Bonds of Justice (Page 88)

“I was working late anyway.” He opened the box, drew in a long breath. “What do you need on the computer front?”

“Anything you can dig up about a Psy named Quentin Gareth during a particular period almost twenty years ago.” Taking out a notepad, he jotted down the details of the six month gap.

Dorian took a bite out of a jelly doughnut. “Good call, coming to me,” he said after swallowing. “Psy often forget about the Internet. Lots of stuff cached all over the place.” Taking the torn off piece of notepaper, he slid it into a pocket. “I’ll do the search now—have a few minutes free before a meeting.”

“Call me on my cell if you have anything. I’m heading to Nikita’s.” But he’d only gotten to the door when he got a call from the head of the manhunt team. “Doctor’s been found.” Fury and pity intertwined. “We were right about the time and method of death. At least he didn’t torture her.”

It was, Max knew, a small mercy. “Was she found near the private airport where you think he boarded a jet?”

“Yeah. Parents are refusing to tell us where the jet might’ve gone. The filed flight plan says it’s heading to Greece, but that’s a load of bullshit. Air Control hasn’t got it on its systems, which means the Bonners were f**king ready with a plane designed to evade radar.”

Anger burned through Max’s veins. “I’ve put a watch on some offshore accounts I know are his.” Without a warrant and with the help of friends in the computronic crimes branch of Enforcement, but if it would help catch the Butcher before he killed again, Max wasn’t going to sweat the ethics much. “He hasn’t accessed them yet—his mother’s probably supplying him.”

“Bart’s working on a warrant for her financials.”

“Sightings?”

“Through the roof.” A harsh sound. “People jumping at shadows—you know how it is.”

“We’ll get him,” Max said, able to hear the other cop’s frustration. “We did it once; we’ll do it again.” Hanging up after a few more words, he ran out to the car, the rain pelting against his body. Shrugging off his wet suit jacket, he was driving through Chinatown when he realized he’d forgotten his security keycard—which allowed him full access to the Duncan building—at Sophia’s apartment. Figuring it’d be quicker to pick it up than have it reissued, he thrust a hand through rain-damp hair and turned homeward.

“Sophia?” he called out as he wandered into her bedroom. The keycard was on the dresser where he’d put his wallet the night before, but the bedroom proved otherwise empty. “Sophie? You in the shower?” However, when he knocked, the door swung inward.

Worried she’d decided to head out in spite of Bonner’s possible presence, he pulled out his cell phone and placed a call to hers. It rang in the living area.

Ice crystals formed in his blood.

Closing his cell, he began to scan the apartment with the eyes of a cop. The food preparation area was clean except for the unopened container of milk on the counter. He stilled. Sophie was hopelessly neat, but it was possible she’d forgotten to tidy it away while distracted by something.

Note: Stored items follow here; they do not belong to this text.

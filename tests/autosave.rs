//! Autosave behaviour of the persistence coordinator
//!
//! Runs on tokio's paused clock, so debounce windows are exact and the tests
//! take no wall time.

use std::sync::Arc;
use std::time::Duration;

use tempfile::TempDir;
use tokio::time::sleep;
use wiki_store::domain::{DocumentStore, SettingsPatch};
use wiki_store::storage::{
    AutosaveOptions, Backend, Coordinator, CoordinatorError, FileBackend, LoadState, MemoryBackend,
    SaveState,
};
use wiki_store::Document;

fn secs(s: f64) -> Duration {
    Duration::from_secs_f64(s)
}

fn rename(name: &str) -> impl FnOnce(&mut DocumentStore) -> bool + '_ {
    move |store| {
        store.update_settings(SettingsPatch {
            name: Some(name.to_string()),
            ..SettingsPatch::default()
        })
    }
}

async fn loaded(backend: &Arc<MemoryBackend>) -> Coordinator {
    let coord = Coordinator::new(backend.clone(), AutosaveOptions::default());
    coord.load().await.unwrap();
    coord
}

fn seeded() -> Arc<MemoryBackend> {
    Arc::new(MemoryBackend::with_document(Document::seed()))
}

// =============================================================================
// Startup
// =============================================================================

#[tokio::test(start_paused = true)]
async fn empty_backend_is_seeded_once() {
    let backend = Arc::new(MemoryBackend::new());
    let coord = loaded(&backend).await;

    assert_eq!(backend.write_count(), 1);
    let current = coord.read(|s| s.document().clone()).unwrap();
    assert_eq!(backend.stored(), Some(current));
    assert_eq!(coord.status().load, LoadState::Ready);
    assert!(!coord.status().dirty);

    // a second load is a no-op
    coord.load().await.unwrap();
    assert_eq!(backend.write_count(), 1);
}

#[tokio::test(start_paused = true)]
async fn read_failure_leaves_document_absent() {
    let backend = Arc::new(MemoryBackend::new());
    backend.fail_next_reads(1);
    let coord = Coordinator::new(backend.clone(), AutosaveOptions::default());

    assert!(matches!(coord.load().await, Err(CoordinatorError::Load(_))));
    let status = coord.status();
    assert_eq!(status.load, LoadState::Failed);
    assert!(status.load_error.is_some());

    // no seed was written for a failed read
    assert_eq!(backend.write_attempts(), 0);
    assert!(matches!(coord.edit(rename("x")), Err(CoordinatorError::NotLoaded)));

    // retrying succeeds once the backend recovers
    coord.load().await.unwrap();
    assert_eq!(coord.status().load, LoadState::Ready);
    assert_eq!(coord.status().load_error, None);
}

// =============================================================================
// Debounce
// =============================================================================

#[tokio::test(start_paused = true)]
async fn rapid_edits_coalesce_into_one_write() {
    let backend = seeded();
    let coord = loaded(&backend).await;

    coord.edit(rename("First")).unwrap();
    sleep(secs(1.0)).await;
    coord.edit(rename("Second")).unwrap();

    // the second edit re-armed the timer: nothing at t=2.9
    sleep(secs(1.9)).await;
    assert_eq!(backend.write_count(), 0);
    assert_eq!(coord.status().save, SaveState::Dirty);

    sleep(secs(0.2)).await;
    assert_eq!(backend.write_count(), 1);
    assert_eq!(backend.written()[0].settings.name, "Second");
    assert_eq!(coord.status().save, SaveState::Clean);
    assert!(!coord.status().dirty);
}

#[tokio::test(start_paused = true)]
async fn quiet_store_never_writes() {
    let backend = seeded();
    let _coord = loaded(&backend).await;

    sleep(secs(60.0)).await;
    assert_eq!(backend.write_attempts(), 0);
}

#[tokio::test(start_paused = true)]
async fn custom_debounce_is_respected() {
    let backend = seeded();
    let coord = Coordinator::new(
        backend.clone(),
        AutosaveOptions {
            debounce: Duration::from_millis(300),
        },
    );
    coord.load().await.unwrap();

    coord.edit(rename("Quick")).unwrap();
    sleep(secs(0.25)).await;
    assert_eq!(backend.write_count(), 0);
    sleep(secs(0.1)).await;
    assert_eq!(backend.write_count(), 1);
}

// =============================================================================
// Failures
// =============================================================================

#[tokio::test(start_paused = true)]
async fn failed_saves_keep_changes_until_a_later_success() {
    let backend = seeded();
    let coord = loaded(&backend).await;
    backend.fail_next_writes(3);

    for attempt in 1..=3 {
        coord.edit(rename(&format!("Attempt {}", attempt))).unwrap();
        sleep(secs(2.5)).await;

        assert_eq!(backend.write_attempts(), attempt);
        let status = coord.status();
        assert_eq!(status.save, SaveState::Error);
        assert!(status.dirty);
        assert!(status.save_error.is_some());
        assert!(coord.read(|s| s.is_dirty()).unwrap());
    }

    // no automatic retry
    sleep(secs(60.0)).await;
    assert_eq!(backend.write_attempts(), 3);
    assert_eq!(backend.write_count(), 0);

    coord.edit(rename("Final")).unwrap();
    sleep(secs(2.5)).await;

    assert_eq!(backend.write_count(), 1);
    assert_eq!(backend.stored().unwrap().settings.name, "Final");
    let status = coord.status();
    assert_eq!(status.save, SaveState::Clean);
    assert_eq!(status.save_error, None);
    assert!(!status.dirty);
}

#[tokio::test(start_paused = true)]
async fn manual_save_after_failure_writes_latest_state() {
    let backend = seeded();
    let coord = loaded(&backend).await;
    backend.fail_next_writes(1);

    coord.edit(rename("Kept")).unwrap();
    assert!(matches!(coord.save_now().await, Err(CoordinatorError::Save(_))));
    assert!(coord.status().dirty);

    assert!(coord.save_now().await.unwrap());
    assert_eq!(backend.stored().unwrap().settings.name, "Kept");
    assert!(!coord.status().dirty);
}

#[tokio::test(start_paused = true)]
async fn invalid_document_is_rejected_and_stays_dirty() {
    let backend = seeded();
    let coord = loaded(&backend).await;

    coord.edit(rename("")).unwrap();
    sleep(secs(2.5)).await;

    assert_eq!(backend.write_count(), 0);
    let status = coord.status();
    assert_eq!(status.save, SaveState::Error);
    assert!(status.save_error.unwrap().contains("settings.name"));
}

// =============================================================================
// Single flight
// =============================================================================

#[tokio::test(start_paused = true)]
async fn concurrent_saves_never_overlap() {
    let backend = Arc::new(MemoryBackend::with_document(Document::seed()).with_latency(secs(0.5)));
    let coord = loaded(&backend).await;

    coord.edit(rename("A")).unwrap();
    // autosave starts at t=2 and runs until t=2.5
    sleep(secs(2.1)).await;
    coord.edit(rename("B")).unwrap();

    let (first, second) = tokio::join!(coord.save_now(), coord.save_now());
    assert!(first.unwrap());
    assert!(!second.unwrap());

    assert_eq!(backend.peak_concurrent_writes(), 1);
    let names: Vec<_> = backend.written().into_iter().map(|d| d.settings.name).collect();
    assert_eq!(names, vec!["A", "B"]);

    sleep(secs(10.0)).await;
    assert_eq!(backend.write_count(), 2);
    assert_eq!(backend.peak_concurrent_writes(), 1);
}

#[tokio::test(start_paused = true)]
async fn edit_during_write_is_saved_afterwards() {
    let backend = Arc::new(MemoryBackend::with_document(Document::seed()).with_latency(secs(0.5)));
    let coord = loaded(&backend).await;

    coord.edit(rename("A")).unwrap();
    sleep(secs(2.1)).await;
    coord.edit(rename("B")).unwrap();

    // first write (A) lands at t=2.5 but B is still unsaved
    sleep(secs(0.5)).await;
    assert_eq!(backend.write_count(), 1);
    assert!(coord.status().dirty);

    // B was scheduled after the first write resolved
    sleep(secs(3.0)).await;
    assert_eq!(backend.write_count(), 2);
    assert_eq!(backend.stored().unwrap().settings.name, "B");
    assert!(!coord.status().dirty);
    assert_eq!(backend.peak_concurrent_writes(), 1);
}

// =============================================================================
// Shutdown
// =============================================================================

#[tokio::test(start_paused = true)]
async fn close_flushes_once() {
    let backend = seeded();
    let coord = loaded(&backend).await;

    coord.edit(rename("Closing")).unwrap();
    coord.close().await.unwrap();
    assert_eq!(backend.write_count(), 1);

    coord.close().await.unwrap();
    assert_eq!(backend.write_count(), 1);
}

#[tokio::test(start_paused = true)]
async fn dropping_coordinator_stops_autosave() {
    let backend = seeded();
    let coord = loaded(&backend).await;

    coord.edit(rename("Dropped")).unwrap();
    drop(coord);

    sleep(secs(10.0)).await;
    assert_eq!(backend.write_count(), 0);
}

// =============================================================================
// File backend
// =============================================================================

#[tokio::test]
async fn file_backend_autosaves() {
    let dir = TempDir::new().unwrap();
    let path = dir.path().join("wiki.json");
    let backend = Arc::new(FileBackend::new(&path));
    let coord = Coordinator::new(
        backend.clone(),
        AutosaveOptions {
            debounce: Duration::from_millis(50),
        },
    );

    coord.load().await.unwrap();
    assert!(path.exists());

    coord.edit(rename("On disk")).unwrap();
    for _ in 0..100 {
        if !coord.status().dirty {
            break;
        }
        sleep(Duration::from_millis(20)).await;
    }

    let stored = backend.read().await.unwrap().unwrap();
    assert_eq!(stored.settings.name, "On disk");
    coord.close().await.unwrap();
}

Living area undisturbed. Organizer on the coffee table. And the bedroom, when he returned to it—

His head snapped back to the organizer. Sophia might forget her cell phone, but she was never without that computronic device. Gut clenching with a fear so visceral he couldn’t afford to feel it if he was going to function, he ran out of the apartment and straight to the security hub at the heart of the building.

Entering using the override Nikita had programmed into his key, he had the Psy guard rewind the corridor feed. “Stop! Who are those two?”

The guard enlarged the view. “The facial recognition software places the female as an M-Psy attached to a local branch of the Center, while the male appears to be a security expert.”

Max shoved down his raging worry, focusing only on the lethal clarity of his anger. “Why were they allowed up?” he asked, his tone a whip. “I f**king warned you all that she could be a target!”

The guard was already accessing the security log. “According to this, they had an authorization which overrode our—”

“Bring it up,” he interrupted. “The authorization!” It was a snapped command when the man didn’t immediately understand.

The screen filled with a crisp document mandating the removal of Sophia Russo, Designation J, to the Berkeley branch of the Center for Comprehensive Rehabilitation.

Rage burned an inferno across Max’s skin, but his mind remained mired in ice. “What does that mean?” He pointed to what appeared to be a coat of arms or an emblem of some kind on the bottom of the page—a small square of black overlaid with a web.

The security guard went unnaturally still. “That’s Councilor Henry Scott’s new emblem.”

Max was already coding in a call to Nikita as he ordered the guard to send the location of the Center to his phone. “Nikita, Henry Scott is having Sophia rehabilitated,” he said the instant Nikita answered, knowing Henry’s interference would ensure Nikita’s cooperation. Councilors, he’d learned, were as territorial as changelings. “She was taken an hour ago.”

Nikita didn’t ask useless questions. “Which branch?”

“Berkeley.”

“Wait.”

He was in the car and screaming out into the rain-dark city by the time her voice came back on the line. “They haven’t yet reached the Center.” A pause. “They should have according to the time frame you’ve given me.”